Gallagher S, Howard S, Muldoon OT & Whittaker AC (2022) Social cohesion and loneliness are associated with the antibody response to COVID-19 vaccination. Brain, Behavior, and Immunity, 103, pp. 179-185. https://doi.org/10.1016/j.bbi.2022.04.017
Recent research has suggested that psychosocial factors influence the antibody response to vaccine, including SARS-CoV-2 (COVID-19) vaccines. Here we investigated whether social cohesion and loneliness were predictive of antibody response to a single dose of a COVID-19 vaccine. We also tested if the association between social cohesion and antibody response was mediated by feelings of loneliness.

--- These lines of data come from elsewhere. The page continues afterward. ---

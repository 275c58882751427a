//! Required commands and declared resource health.
use crate::adapter::{run_phase, PhaseResult};
use crate::catalog::PhaseRunner;
use crate::command::Log;
use crate::context::RunContext;
use crate::observe::{Observation, RunReport};
use crate::toolbox::Toolbox;
use crate::vrooli::{resource_status, VROOLI};
use crate::workspace::{load_service_manifest_optional, Environment};
use anyhow::{anyhow, Result};
use serde_json::json;
use std::io::Write;
use std::path::Path;

const BASELINE: [&str; 3] = ["bash", "curl", "jq"];

/// A command the scenario needs and why.
#[derive(Debug, Clone, PartialEq, Eq)]
pub struct Requirement {
    pub command: &'static str,
    pub reason: &'static str,
}

/// Baseline commands plus whatever the scenario's manifests imply.
pub fn required_commands(scenario_dir: &Path) -> Vec<Requirement> {
    let mut out: Vec<Requirement> = BASELINE
        .iter()
        .map(|&command| Requirement {
            command,
            reason: "baseline tooling",
        })
        .collect();
    let mut add = |command: &'static str, reason: &'static str| {
        if !out.iter().any(|req| req.command == command) {
            out.push(Requirement { command, reason });
        }
    };
    if scenario_dir.join("api/go.mod").is_file() {
        add("go", "api/go.mod");
    }
    if scenario_dir.join("cli/go.mod").is_file() {
        add("go", "cli/go.mod");
    }
    if scenario_dir.join("ui/package.json").is_file() {
        add("node", "ui/package.json");
        if scenario_dir.join("ui/pnpm-lock.yaml").is_file() {
            add("pnpm", "ui/pnpm-lock.yaml");
        } else if scenario_dir.join("ui/yarn.lock").is_file() {
            add("yarn", "ui/yarn.lock");
        } else {
            add("npm", "ui/package.json");
        }
    }
    if scenario_dir.join("pyproject.toml").is_file() || scenario_dir.join("api/pyproject.toml").is_file() {
        add("python3", "pyproject.toml");
    }
    if scenario_dir.join("cli/test").is_dir() {
        add("bats", "cli/test");
    }
    out
}

#[derive(Debug, Default)]
pub struct DependencyOutcome {
    pub observations: Vec<Observation>,
    pub missing_commands: Vec<String>,
    pub unhealthy_resources: Vec<String>,
    pub checked_resources: usize,
}

fn check_commands(tools: &Toolbox, scenario_dir: &Path, outcome: &mut DependencyOutcome) {
    outcome
        .observations
        .push(Observation::section("🔧", "Checking required commands"));
    for req in required_commands(scenario_dir) {
        match tools.commands.lookup(req.command) {
            Ok(path) => outcome.observations.push(Observation::success(format!(
                "{} ({})",
                req.command,
                path.display()
            ))),
            Err(_) => {
                outcome.observations.push(Observation::error(format!(
                    "{} not found (needed for {})",
                    req.command, req.reason
                )));
                outcome.missing_commands.push(req.command.to_string());
            }
        }
    }
}

fn check_resources(
    ctx: &RunContext,
    env: &Environment,
    tools: &Toolbox,
    log: &mut Log,
    outcome: &mut DependencyOutcome,
) -> Result<()> {
    outcome
        .observations
        .push(Observation::section("🩺", "Checking declared resources"));
    if tools.commands.lookup(VROOLI).is_err() {
        outcome
            .observations
            .push(Observation::info("vrooli CLI not found; resource checks skipped"));
        return Ok(());
    }
    let Some(manifest) = load_service_manifest_optional(&env.scenario_dir)? else {
        outcome
            .observations
            .push(Observation::info("no .vrooli/service.json; no resources declared"));
        return Ok(());
    };
    let declared: Vec<(&str, bool)> = manifest
        .enabled_resources()
        .map(|(name, decl)| (name, decl.required))
        .collect();
    if declared.is_empty() {
        outcome
            .observations
            .push(Observation::info("no resources declared"));
        return Ok(());
    }

    // Fan out; each probe buffers its own output and rejoins before reporting.
    let probes: Vec<(&str, bool, Result<crate::vrooli::ResourceHealth>, Vec<u8>)> =
        std::thread::scope(|scope| {
            let handles: Vec<_> = declared
                .iter()
                .map(|&(name, required)| {
                    let dir = env.scenario_dir.as_path();
                    scope.spawn(move || {
                        let mut buf: Vec<u8> = Vec::new();
                        let health = resource_status(ctx, tools, dir, &mut buf, name);
                        (name, required, health, buf)
                    })
                })
                .collect();
            handles
                .into_iter()
                .zip(&declared)
                .map(|(handle, &(name, required))| {
                    handle.join().unwrap_or_else(|_| {
                        (name, required, Err(anyhow!("health probe for {name} panicked")), Vec::new())
                    })
                })
                .collect()
        });
    ctx.check()?;

    for (name, required, health, buf) in probes {
        let _ = log.write_all(&buf);
        outcome.checked_resources += 1;
        let problem = match health {
            Ok(health) if health.is_ready() => {
                outcome
                    .observations
                    .push(Observation::success(format!("{name} running and healthy")));
                continue;
            }
            Ok(health) => format!("running={} healthy={}", health.running, health.healthy),
            Err(err) => format!("status unavailable: {err:#}"),
        };
        if required {
            outcome
                .observations
                .push(Observation::error(format!("{name} (required): {problem}")));
            outcome.unhealthy_resources.push(name.to_string());
        } else {
            outcome
                .observations
                .push(Observation::warning(format!("{name} (optional): {problem}")));
        }
    }
    Ok(())
}

fn extract(outcome: DependencyOutcome) -> PhaseResult<Observation> {
    let extras = json!({
        "missing_commands": outcome.missing_commands,
        "unhealthy_resources": outcome.unhealthy_resources,
        "resources_checked": outcome.checked_resources,
    });
    if !outcome.missing_commands.is_empty() {
        let missing = outcome.missing_commands.join(", ");
        return PhaseResult::failure(
            anyhow!("missing required commands: {missing}"),
            "missing_dependency",
            format!("Install {missing} and make sure it is on PATH."),
            outcome.observations,
        )
        .with_extras(extras);
    }
    if !outcome.unhealthy_resources.is_empty() {
        let names = outcome.unhealthy_resources.join(", ");
        let start = outcome
            .unhealthy_resources
            .iter()
            .map(|name| format!("vrooli resource start {name}"))
            .collect::<Vec<_>>()
            .join("; ");
        return PhaseResult::failure(
            anyhow!("required resources not healthy: {names}"),
            "missing_dependency",
            format!("Start the resources ({start}) and re-run."),
            outcome.observations,
        )
        .with_extras(extras);
    }
    PhaseResult::success(outcome.observations)
        .with_summary("✅", "Dependencies available")
        .with_extras(extras)
}

#[derive(Debug, Clone, Copy, Default)]
pub struct DependenciesRunner;

impl PhaseRunner for DependenciesRunner {
    fn run(&self, ctx: &RunContext, env: &Environment, tools: &Toolbox, log: &mut Log) -> RunReport {
        run_phase(
            ctx,
            log,
            "dependencies",
            |log| {
                let mut outcome = DependencyOutcome::default();
                check_commands(tools, &env.scenario_dir, &mut outcome);
                ctx.check()?;
                check_resources(ctx, env, tools, log, &mut outcome)?;
                Ok(outcome)
            },
            extract,
        )
    }
}

#[cfg(test)]
mod tests {
    use super::*;
    use std::fs;

    #[test]
    fn manifests_add_runtime_commands() {
        let dir = tempfile::tempdir().expect("tempdir");
        fs::create_dir_all(dir.path().join("api")).expect("mkdir");
        fs::create_dir_all(dir.path().join("ui")).expect("mkdir");
        fs::write(dir.path().join("api/go.mod"), "module x").expect("write");
        fs::write(dir.path().join("ui/package.json"), "{}").expect("write");
        fs::write(dir.path().join("ui/pnpm-lock.yaml"), "").expect("write");
        let commands: Vec<&str> = required_commands(dir.path())
            .iter()
            .map(|req| req.command)
            .collect();
        assert_eq!(commands, vec!["bash", "curl", "jq", "go", "node", "pnpm"]);
    }

    #[test]
    fn bare_scenario_needs_only_baseline() {
        let dir = tempfile::tempdir().expect("tempdir");
        assert_eq!(required_commands(dir.path()).len(), BASELINE.len());
    }
}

Participants (N = 676) COVID-19 antibody data were extracted from March 2021 wave of the Understanding Society COVID-19 study from the UK. Relevant socio-demographics, health and lifestyle, loneliness, social cohesion indices were also used in a series of hierarchical linear regression to test our main hypotheses.
After controlling for covariates (e.g., age and chronic health conditions), lower social cohesion was associated with a lower antibody response. Further, the association between social cohesion and poorer antibody responses was mediated by loneliness; those reporting lower social cohesion also reported higher loneliness, which in turn was associated with lower antibody response.
This study confirms that feelings of ‘being in it together’ relate to the strength of the antibody response to COVID-19 vaccination, emphasising the importance of the social cohesion agenda during the pandemic.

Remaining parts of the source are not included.